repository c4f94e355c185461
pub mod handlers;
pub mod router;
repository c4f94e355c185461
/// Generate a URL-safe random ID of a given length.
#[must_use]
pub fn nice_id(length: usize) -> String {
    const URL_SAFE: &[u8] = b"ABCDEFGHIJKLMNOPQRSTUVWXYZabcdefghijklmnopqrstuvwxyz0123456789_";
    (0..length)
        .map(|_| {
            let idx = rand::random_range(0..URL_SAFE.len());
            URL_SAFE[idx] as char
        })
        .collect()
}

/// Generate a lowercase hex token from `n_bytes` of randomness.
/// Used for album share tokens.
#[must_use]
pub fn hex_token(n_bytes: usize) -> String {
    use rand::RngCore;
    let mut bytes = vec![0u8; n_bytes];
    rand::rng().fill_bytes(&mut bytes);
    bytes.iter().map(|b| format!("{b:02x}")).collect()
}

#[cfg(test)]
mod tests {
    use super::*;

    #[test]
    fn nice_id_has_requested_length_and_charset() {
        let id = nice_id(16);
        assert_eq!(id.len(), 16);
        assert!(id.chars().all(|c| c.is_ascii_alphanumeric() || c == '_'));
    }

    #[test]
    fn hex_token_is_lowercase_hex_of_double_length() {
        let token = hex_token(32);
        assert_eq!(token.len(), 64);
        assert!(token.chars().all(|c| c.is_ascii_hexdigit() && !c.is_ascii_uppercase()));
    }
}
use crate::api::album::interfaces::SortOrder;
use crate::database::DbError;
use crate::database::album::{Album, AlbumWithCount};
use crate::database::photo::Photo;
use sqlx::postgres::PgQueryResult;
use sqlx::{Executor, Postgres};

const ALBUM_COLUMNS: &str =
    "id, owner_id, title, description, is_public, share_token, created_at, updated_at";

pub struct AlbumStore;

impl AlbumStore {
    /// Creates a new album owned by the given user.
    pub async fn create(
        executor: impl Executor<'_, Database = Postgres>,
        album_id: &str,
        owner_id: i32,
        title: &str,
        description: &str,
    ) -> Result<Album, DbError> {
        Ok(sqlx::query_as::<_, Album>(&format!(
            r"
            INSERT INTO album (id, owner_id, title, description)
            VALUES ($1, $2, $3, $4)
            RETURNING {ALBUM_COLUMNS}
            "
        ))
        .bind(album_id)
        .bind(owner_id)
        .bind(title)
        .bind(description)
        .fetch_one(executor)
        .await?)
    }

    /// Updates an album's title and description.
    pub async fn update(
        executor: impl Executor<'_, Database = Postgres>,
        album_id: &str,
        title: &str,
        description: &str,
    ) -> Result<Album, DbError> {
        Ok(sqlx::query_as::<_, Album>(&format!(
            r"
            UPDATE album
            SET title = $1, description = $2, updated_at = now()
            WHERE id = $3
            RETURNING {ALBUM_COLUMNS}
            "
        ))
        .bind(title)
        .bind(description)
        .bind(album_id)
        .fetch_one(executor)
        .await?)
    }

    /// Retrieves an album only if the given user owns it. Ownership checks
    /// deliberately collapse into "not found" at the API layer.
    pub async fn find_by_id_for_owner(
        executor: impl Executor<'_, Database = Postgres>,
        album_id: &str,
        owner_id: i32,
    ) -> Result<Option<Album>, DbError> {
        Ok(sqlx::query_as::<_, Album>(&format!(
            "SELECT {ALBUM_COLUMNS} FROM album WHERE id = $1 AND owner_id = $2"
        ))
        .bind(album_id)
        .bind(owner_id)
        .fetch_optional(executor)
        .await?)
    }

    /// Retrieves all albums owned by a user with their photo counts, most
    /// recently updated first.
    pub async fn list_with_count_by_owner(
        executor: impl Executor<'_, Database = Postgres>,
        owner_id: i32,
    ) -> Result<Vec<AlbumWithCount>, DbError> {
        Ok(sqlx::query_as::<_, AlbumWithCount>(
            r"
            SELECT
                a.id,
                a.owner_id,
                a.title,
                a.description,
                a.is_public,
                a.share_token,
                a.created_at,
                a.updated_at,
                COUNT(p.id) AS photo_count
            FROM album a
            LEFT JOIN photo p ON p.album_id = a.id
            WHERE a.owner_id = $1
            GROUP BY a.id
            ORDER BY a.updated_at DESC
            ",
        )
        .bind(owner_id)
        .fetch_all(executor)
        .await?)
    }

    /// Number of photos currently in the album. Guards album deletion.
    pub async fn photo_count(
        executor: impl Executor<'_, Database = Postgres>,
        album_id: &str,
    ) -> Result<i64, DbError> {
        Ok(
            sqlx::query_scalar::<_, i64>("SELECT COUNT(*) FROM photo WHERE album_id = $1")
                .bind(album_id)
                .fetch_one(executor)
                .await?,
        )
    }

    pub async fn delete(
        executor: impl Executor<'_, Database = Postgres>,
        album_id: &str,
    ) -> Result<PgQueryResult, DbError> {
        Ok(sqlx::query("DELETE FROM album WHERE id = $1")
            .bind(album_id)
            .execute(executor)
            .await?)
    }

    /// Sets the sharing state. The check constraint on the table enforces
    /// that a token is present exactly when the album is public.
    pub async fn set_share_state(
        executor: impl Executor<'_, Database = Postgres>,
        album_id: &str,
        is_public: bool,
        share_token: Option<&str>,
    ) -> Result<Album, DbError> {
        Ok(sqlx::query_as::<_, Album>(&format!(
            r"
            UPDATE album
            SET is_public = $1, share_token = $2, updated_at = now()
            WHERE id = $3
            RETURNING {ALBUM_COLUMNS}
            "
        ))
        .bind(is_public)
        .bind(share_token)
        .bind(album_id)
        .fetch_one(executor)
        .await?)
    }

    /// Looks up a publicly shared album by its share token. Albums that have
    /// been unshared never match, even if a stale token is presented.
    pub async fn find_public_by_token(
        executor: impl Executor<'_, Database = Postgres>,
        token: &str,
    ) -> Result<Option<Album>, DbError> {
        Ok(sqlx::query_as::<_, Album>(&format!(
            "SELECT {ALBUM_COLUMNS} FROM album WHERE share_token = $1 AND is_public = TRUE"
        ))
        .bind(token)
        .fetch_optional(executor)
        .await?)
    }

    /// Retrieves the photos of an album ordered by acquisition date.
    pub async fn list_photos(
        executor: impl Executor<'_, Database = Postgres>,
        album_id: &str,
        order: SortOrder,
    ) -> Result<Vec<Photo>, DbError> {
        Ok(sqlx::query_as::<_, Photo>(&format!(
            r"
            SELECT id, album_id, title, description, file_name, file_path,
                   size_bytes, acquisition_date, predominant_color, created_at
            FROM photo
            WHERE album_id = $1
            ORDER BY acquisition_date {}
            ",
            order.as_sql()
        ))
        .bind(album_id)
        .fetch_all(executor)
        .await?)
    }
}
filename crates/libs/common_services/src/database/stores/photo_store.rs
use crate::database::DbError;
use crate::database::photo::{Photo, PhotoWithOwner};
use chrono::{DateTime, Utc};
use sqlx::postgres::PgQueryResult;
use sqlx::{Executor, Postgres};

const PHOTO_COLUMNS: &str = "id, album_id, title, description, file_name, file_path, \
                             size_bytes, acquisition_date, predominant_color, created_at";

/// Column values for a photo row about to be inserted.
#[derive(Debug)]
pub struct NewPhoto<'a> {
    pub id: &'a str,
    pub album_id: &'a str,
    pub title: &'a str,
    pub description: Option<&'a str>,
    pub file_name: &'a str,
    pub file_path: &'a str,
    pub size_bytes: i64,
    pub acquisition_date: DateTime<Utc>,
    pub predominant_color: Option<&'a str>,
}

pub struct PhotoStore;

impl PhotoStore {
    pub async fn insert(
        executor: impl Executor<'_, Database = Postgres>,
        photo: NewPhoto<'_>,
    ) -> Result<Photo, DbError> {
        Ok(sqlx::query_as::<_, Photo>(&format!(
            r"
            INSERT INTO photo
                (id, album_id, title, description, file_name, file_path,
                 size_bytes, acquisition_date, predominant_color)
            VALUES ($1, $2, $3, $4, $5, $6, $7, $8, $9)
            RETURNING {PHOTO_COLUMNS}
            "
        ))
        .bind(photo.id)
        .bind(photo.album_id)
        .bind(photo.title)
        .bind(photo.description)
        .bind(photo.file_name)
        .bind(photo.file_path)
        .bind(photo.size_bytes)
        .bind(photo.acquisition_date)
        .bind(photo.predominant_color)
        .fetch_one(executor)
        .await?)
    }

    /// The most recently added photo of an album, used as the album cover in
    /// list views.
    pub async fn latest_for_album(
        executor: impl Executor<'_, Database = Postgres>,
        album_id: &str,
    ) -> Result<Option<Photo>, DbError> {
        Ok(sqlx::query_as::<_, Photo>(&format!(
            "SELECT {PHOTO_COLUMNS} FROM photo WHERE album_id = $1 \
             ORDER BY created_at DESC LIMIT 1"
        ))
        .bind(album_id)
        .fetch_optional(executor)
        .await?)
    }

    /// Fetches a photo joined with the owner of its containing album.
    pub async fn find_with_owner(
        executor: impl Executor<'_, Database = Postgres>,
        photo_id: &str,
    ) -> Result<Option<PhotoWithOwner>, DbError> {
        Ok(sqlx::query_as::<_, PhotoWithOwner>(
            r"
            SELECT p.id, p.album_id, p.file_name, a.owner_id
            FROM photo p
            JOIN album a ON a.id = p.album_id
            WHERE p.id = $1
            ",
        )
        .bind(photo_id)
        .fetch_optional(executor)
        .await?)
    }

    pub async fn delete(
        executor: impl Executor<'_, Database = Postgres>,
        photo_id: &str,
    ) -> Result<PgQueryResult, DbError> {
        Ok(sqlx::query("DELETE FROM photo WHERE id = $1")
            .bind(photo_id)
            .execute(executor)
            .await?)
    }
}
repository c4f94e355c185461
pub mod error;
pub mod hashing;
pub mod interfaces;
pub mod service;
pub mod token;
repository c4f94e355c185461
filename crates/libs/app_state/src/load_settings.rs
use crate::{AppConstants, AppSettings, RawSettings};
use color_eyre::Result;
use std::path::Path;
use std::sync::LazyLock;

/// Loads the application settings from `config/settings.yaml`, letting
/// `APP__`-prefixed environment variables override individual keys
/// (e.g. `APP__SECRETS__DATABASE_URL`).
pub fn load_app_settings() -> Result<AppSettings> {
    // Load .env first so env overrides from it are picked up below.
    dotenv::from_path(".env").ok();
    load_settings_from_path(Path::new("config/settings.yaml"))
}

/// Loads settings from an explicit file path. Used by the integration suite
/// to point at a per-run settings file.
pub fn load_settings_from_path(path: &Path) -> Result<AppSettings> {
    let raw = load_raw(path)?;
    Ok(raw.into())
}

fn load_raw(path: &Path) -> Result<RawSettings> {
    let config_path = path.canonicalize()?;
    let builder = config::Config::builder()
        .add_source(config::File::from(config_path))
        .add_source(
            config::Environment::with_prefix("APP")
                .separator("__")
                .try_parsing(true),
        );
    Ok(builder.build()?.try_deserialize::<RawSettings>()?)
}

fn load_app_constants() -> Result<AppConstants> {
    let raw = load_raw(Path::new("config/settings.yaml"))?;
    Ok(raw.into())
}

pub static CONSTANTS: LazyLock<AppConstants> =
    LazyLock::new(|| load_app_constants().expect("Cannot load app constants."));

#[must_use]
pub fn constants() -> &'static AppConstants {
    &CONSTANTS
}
--
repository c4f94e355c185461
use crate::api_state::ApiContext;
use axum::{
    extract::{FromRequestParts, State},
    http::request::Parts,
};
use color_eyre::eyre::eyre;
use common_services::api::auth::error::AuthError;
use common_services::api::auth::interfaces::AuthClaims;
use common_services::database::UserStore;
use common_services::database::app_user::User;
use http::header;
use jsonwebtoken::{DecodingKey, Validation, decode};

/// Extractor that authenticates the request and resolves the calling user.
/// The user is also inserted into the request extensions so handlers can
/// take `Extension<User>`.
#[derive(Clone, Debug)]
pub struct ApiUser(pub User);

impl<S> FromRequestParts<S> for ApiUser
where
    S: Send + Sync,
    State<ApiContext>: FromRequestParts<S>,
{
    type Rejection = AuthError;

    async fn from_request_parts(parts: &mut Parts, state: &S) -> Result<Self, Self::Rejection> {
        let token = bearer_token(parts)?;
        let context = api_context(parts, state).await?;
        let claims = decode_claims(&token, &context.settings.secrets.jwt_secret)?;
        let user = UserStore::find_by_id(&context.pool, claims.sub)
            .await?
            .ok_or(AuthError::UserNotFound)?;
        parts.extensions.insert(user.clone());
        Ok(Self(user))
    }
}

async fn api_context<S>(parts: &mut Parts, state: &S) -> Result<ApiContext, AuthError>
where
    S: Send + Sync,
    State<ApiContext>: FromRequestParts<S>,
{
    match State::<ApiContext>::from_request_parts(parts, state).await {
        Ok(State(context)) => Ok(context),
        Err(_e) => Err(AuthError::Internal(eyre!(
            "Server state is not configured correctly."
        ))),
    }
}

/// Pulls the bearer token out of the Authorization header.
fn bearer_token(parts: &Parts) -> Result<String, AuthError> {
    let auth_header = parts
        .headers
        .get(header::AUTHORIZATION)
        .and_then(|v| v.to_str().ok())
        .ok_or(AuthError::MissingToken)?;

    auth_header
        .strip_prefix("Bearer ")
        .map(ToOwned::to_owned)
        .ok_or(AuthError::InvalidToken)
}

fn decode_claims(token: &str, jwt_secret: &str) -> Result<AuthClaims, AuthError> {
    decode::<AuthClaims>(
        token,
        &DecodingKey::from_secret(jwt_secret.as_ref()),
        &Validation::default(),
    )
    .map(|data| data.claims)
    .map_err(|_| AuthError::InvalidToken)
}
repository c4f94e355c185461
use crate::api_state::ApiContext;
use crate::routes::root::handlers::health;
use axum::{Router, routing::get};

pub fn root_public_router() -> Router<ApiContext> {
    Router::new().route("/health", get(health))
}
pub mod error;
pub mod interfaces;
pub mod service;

- What is being asked -
Only one stretch of the records above is wanted: the lines between the one holding "JOIN album a ON a.id = p.album_id" and the one holding "fn load_app_constants() ->", inclusive, reproduced exactly.

- Exercise result -
            JOIN album a ON a.id = p.album_id
            WHERE p.id = $1
            ",
        )
        .bind(photo_id)
        .fetch_optional(executor)
        .await?)
    }

    pub async fn delete(
        executor: impl Executor<'_, Database = Postgres>,
        photo_id: &str,
    ) -> Result<PgQueryResult, DbError> {
        Ok(sqlx::query("DELETE FROM photo WHERE id = $1")
            .bind(photo_id)
            .execute(executor)
            .await?)
    }
}
repository c4f94e355c185461
pub mod error;
pub mod hashing;
pub mod interfaces;
pub mod service;
pub mod token;
repository c4f94e355c185461
filename crates/libs/app_state/src/load_settings.rs
use crate::{AppConstants, AppSettings, RawSettings};
use color_eyre::Result;
use std::path::Path;
use std::sync::LazyLock;

/// Loads the application settings from `config/settings.yaml`, letting
/// `APP__`-prefixed environment variables override individual keys
/// (e.g. `APP__SECRETS__DATABASE_URL`).
pub fn load_app_settings() -> Result<AppSettings> {
    // Load .env first so env overrides from it are picked up below.
    dotenv::from_path(".env").ok();
    load_settings_from_path(Path::new("config/settings.yaml"))
}

/// Loads settings from an explicit file path. Used by the integration suite
/// to point at a per-run settings file.
pub fn load_settings_from_path(path: &Path) -> Result<AppSettings> {
    let raw = load_raw(path)?;
    Ok(raw.into())
}

fn load_raw(path: &Path) -> Result<RawSettings> {
    let config_path = path.canonicalize()?;
    let builder = config::Config::builder()
        .add_source(config::File::from(config_path))
        .add_source(
            config::Environment::with_prefix("APP")
                .separator("__")
                .try_parsing(true),
        );
    Ok(builder.build()?.try_deserialize::<RawSettings>()?)
}

fn load_app_constants() -> Result<AppConstants> {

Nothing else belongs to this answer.